# Slush on wheels can cause wobble!



## SILENT_RUNNER (Oct 17, 2002)

Had our first storm of the year... slush covered roads...
I noticed a wobble at any speed over 40MPH.
When I stopped there was a slush buildup on the inside of the rims. Later on after this had melted, stability returned.
Never had this happen with another car. 

Just a Heads Up...

Cheers...


----------



## DaddySkier (Oct 16, 2002)

Thanks for the info.
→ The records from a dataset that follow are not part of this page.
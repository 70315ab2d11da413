#![warn(clippy::pedantic)]
#![allow(clippy::similar_names, clippy::too_many_lines)]

//! Kociemba's two-phase algorithm for the 3x3x3 cube.
//!
//! A cube state is reduced into the subgroup `G1 = <U, D, R2, F2, L2, B2>`
//! by the first phase and solved inside that subgroup by the second. Both
//! phases are IDA* searches over small coordinates whose transitions and
//! admissible distance bounds are precomputed once per process.

pub mod coords;
pub mod cubie;
pub mod error;
pub mod facelet;
pub mod moves;
pub mod pruning;
pub mod queue;
pub mod scramble;
pub mod solver;
pub mod tables;

use std::time::{Duration, Instant};

pub use cubie::CubieState;
pub use error::{ExhaustionError, NotationError, SolveError, ValidationError};
pub use moves::{Face, Move, MoveSequence, Power};
pub use queue::ScrambleQueue;
pub use solver::{Solution, SolveOptions, TwoPhaseSolver};

#[macro_export]
macro_rules! start {
    ($msg:expr) => {
        concat!("⏳ ", $msg)
    };
}

#[macro_export]
macro_rules! working {
    ($msg:expr) => {
        concat!("🛠  ", $msg)
    };
}

#[macro_export]
macro_rules! success {
    ($msg:expr) => {
        concat!("✅ ", $msg)
    };
}

/// Solve a cube given as a 54 character facelet string in U, R, F, D, L, B
/// face order.
///
/// The elapsed wall clock time is returned alongside the result whether or
/// not a solution was found. It covers validation and search but not the
/// one-off construction of the shared tables.
pub fn solve(
    facelets: &str,
    options: &SolveOptions,
) -> (Result<Solution, SolveError>, Duration) {
    let start = Instant::now();
    let state = match facelet::from_facelets(facelets) {
        Ok(state) => state,
        Err(e) => return (Err(e.into()), start.elapsed()),
    };
    if state.is_solved() {
        return (Ok(Solution::default()), start.elapsed());
    }
    let validated = start.elapsed();

    let solver = TwoPhaseSolver::shared();
    let search_start = Instant::now();
    let result = solver.solve(&state, options).map_err(SolveError::from);
    (result, validated + search_start.elapsed())
}

/// Generate a random-state scramble with a thread local random generator.
///
/// # Errors
///
/// Only fails if the underlying search exhausts `options`, which does not
/// happen with the defaults.
pub fn scramble(options: &SolveOptions) -> Result<MoveSequence, ExhaustionError> {
    scramble::scramble_with_rng(&mut fastrand::Rng::new(), options)
}
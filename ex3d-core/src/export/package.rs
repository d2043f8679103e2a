/// Zip container assembly for packaged formats
use std::io::{Cursor, Write};

use tracing::debug;
use zip::write::SimpleFileOptions;
use zip::{CompressionMethod, ZipWriter};

use crate::error::{ExportError, ExportResult};

/// Ordered set of archive entries, written out in insertion order.
///
/// Paths are stored verbatim: case and forward slashes are preserved, since
/// package relationships resolve them case-sensitively.
#[derive(Debug, Clone, Default)]
pub struct ContainerPackager {
    entries: Vec<(String, Vec<u8>)>,
}

impl ContainerPackager {
    pub fn new() -> Self {
        Self::default()
    }

    /// Queue an entry. Rejects empty, absolute, backslashed or duplicate paths.
    pub fn add(&mut self, path: &str, content: impl Into<Vec<u8>>) -> ExportResult<()> {
        if path.is_empty() || path.starts_with('/') || path.contains('\\') {
            return Err(ExportError::serialization(format!(
                "invalid archive path {path:?}"
            )));
        }
        if self.contains(path) {
            return Err(ExportError::serialization(format!(
                "duplicate archive path {path:?}"
            )));
        }
        self.entries.push((path.to_string(), content.into()));
        Ok(())
    }

    pub fn contains(&self, path: &str) -> bool {
        self.entries.iter().any(|(p, _)| p == path)
    }

    pub fn paths(&self) -> impl Iterator<Item = &str> {
        self.entries.iter().map(|(p, _)| p.as_str())
    }

    /// Compress every entry into one zip blob
    pub fn finish(self) -> ExportResult<Vec<u8>> {
        let mut zip = ZipWriter::new(Cursor::new(Vec::new()));
        let options = SimpleFileOptions::default().compression_method(CompressionMethod::Deflated);

        for (path, content) in &self.entries {
            zip.start_file(path.as_str(), options)?;
            zip.write_all(content)?;
            debug!(path = %path, bytes = content.len(), "archived entry");
        }

        Ok(zip.finish()?.into_inner())
    }
}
Good to know for the upcoming Chicago winter.


----------



## Centurion (Sep 5, 2002)

First time that happened to me it was like wtf my wheels are all out of balance.


----------



## ALTYHOLIC (Oct 19, 2002)

Hey Ed, what does "slush build up" look like?
Sorry, Texans don't know what that is!!!


----------



## lizzy494 (May 13, 2002)

ALTYHOLIC said:


> *Hey Ed, what does "slush build up" look like?
> Sorry, Texans don't know what that is!!! *


Looks like a bunch of dirty slurppies packed in you rims.


----------



## SILENT_RUNNER (Oct 17, 2002)

ALTYHOLIC said:


> *Hey Ed, what does "slush build up" look like?
> Sorry, Texans don't know what that is!!! *


Your a lucky SOB... Our temps are going up above freezing tomorrow... YAHOOO.

Cheers.


----------



## SILENT_RUNNER (Oct 17, 2002)

lizzy494 said:


> *Looks like a bunch of dirty slurppies packed in you rims.  *


Good analogy. They taste like it too.


----------



## lizzy494 (May 13, 2002)

SILENT_RUNNER said:


> *Good analogy. They taste like it too.  *


Ed, I think you're being overmedicated, you're not supposed to eat that.


----------



## SILENT_RUNNER (Oct 17, 2002)

lizzy494 said:


> *Ed, I think you're being overmedicated, you're not supposed to eat that.  *


Now you tell me. I had to get it off somehow.


----------



## lizzy494 (May 13, 2002)

SILENT_RUNNER said:


> *Now you tell me. I had to get it off somehow.  *


----------



## ALTYHOLIC (Oct 19, 2002)

SILENT_RUNNER said:


> *Your a lucky SOB... Our temps are going up above freezing tomorrow... YAHOOO.
> 
> Cheers. *


Sorry for you!
It's suppose to be sunny and mid 70's
this weekend in Dallas...


----------